I woke up the next morning and it hit me harder than ever before.  It is such a painful feeling, I can't even explain it.  The only way I know to describe is that it truly feels like a part of you is dead.  I just felt incomplete, lost, sad and so alone.  No one could understand how I felt even if I explained it.  I cried every time I saw a child or a baby.  Every time I walked past the baby section in a store.  Every time I saw a pregnant mother.  All the time!   That's when I realized what heartbreak felt like.  When what was supposed to be my due date came around, I didn't want to leave my room or see anyone or talk to anyone.  I don't think I was really "ok" until about a year after it happened.  I told myself I never wanted to get pregnant again.   I didn't want to risk going through all that over again!  I couldn't bear the fact of losing another baby.  Obviously, I was years away from that but I didn't care, it was never going to happen again.  I felt as though I was half a woman, like I was incomplete.  How could I not be able to do the one thing women were placed on this earth to do?  What kind of a woman can't carry a baby??

It wasn't until year later when I finally decided to surrender my life, hurts, fears and all to God and give Him control.  I had tried on my own and that obviously always led to pain.  God is so gracious and merciful and He began to show me my true identity and who I am in Him (if you haven't read that post, read it: http://rachelpelzel.blog.com/2012/08/14/identity-pricless-pearl/ ).  I began to realize that I can't let my past define me.  I can't go on living my life dragging along my hurts and fears from my past.  This was a big turning point in my life.  It was still hard and I constantly have to remind myself that the past is the past and the only thing I can change is my future.

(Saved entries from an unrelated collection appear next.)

//! Cartesian / polar conversion

/// Cartesian to polar, returns `(theta, rho)`
#[inline]
#[must_use]
pub fn cart2pol(x: f64, y: f64) -> (f64, f64) {
    (y.atan2(x), x.hypot(y))
}

/// Polar to cartesian, returns `(x, y)`
#[inline]
#[must_use]
pub fn pol2cart(theta: f64, rho: f64) -> (f64, f64) {
    (rho * theta.cos(), rho * theta.sin())
}

#[cfg(test)]
mod tests {
    use super::*;
    use std::f64::consts::FRAC_PI_2;

    #[test]
    fn unit_vectors() {
        let (theta, rho) = cart2pol(0.0, 2.0);
        assert!((theta - FRAC_PI_2).abs() < 1e-12);
        assert!((rho - 2.0).abs() < 1e-12);
    }

    #[test]
    fn inverse_pair() {
        let (theta, rho) = cart2pol(-3.0, 4.0);
        let (x, y) = pol2cart(theta, rho);
        assert!((x + 3.0).abs() < 1e-12);
        assert!((y - 4.0).abs() < 1e-12);
    }
}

On November 29, 2011 I wrote this in my journal:                                                                                                                                                                                        Matthew 2:18-"... Rachel weeping for her children and refusing to be comforted because they are no more."  As I read this verse, it jumped out at me and said THIS IS YOU!  Weeping and refusing to be comforted.  I'm not allowing God to heal me from my miscarriages.   I'm not completely healed in that area and it's because I'm holding on to it so tightly and not allowing God to heal me.  I don't know why, but I must realize this is not my time.  This is my season of learning and growing, just me and Jesus.  I must make the best out of this...God you are good!  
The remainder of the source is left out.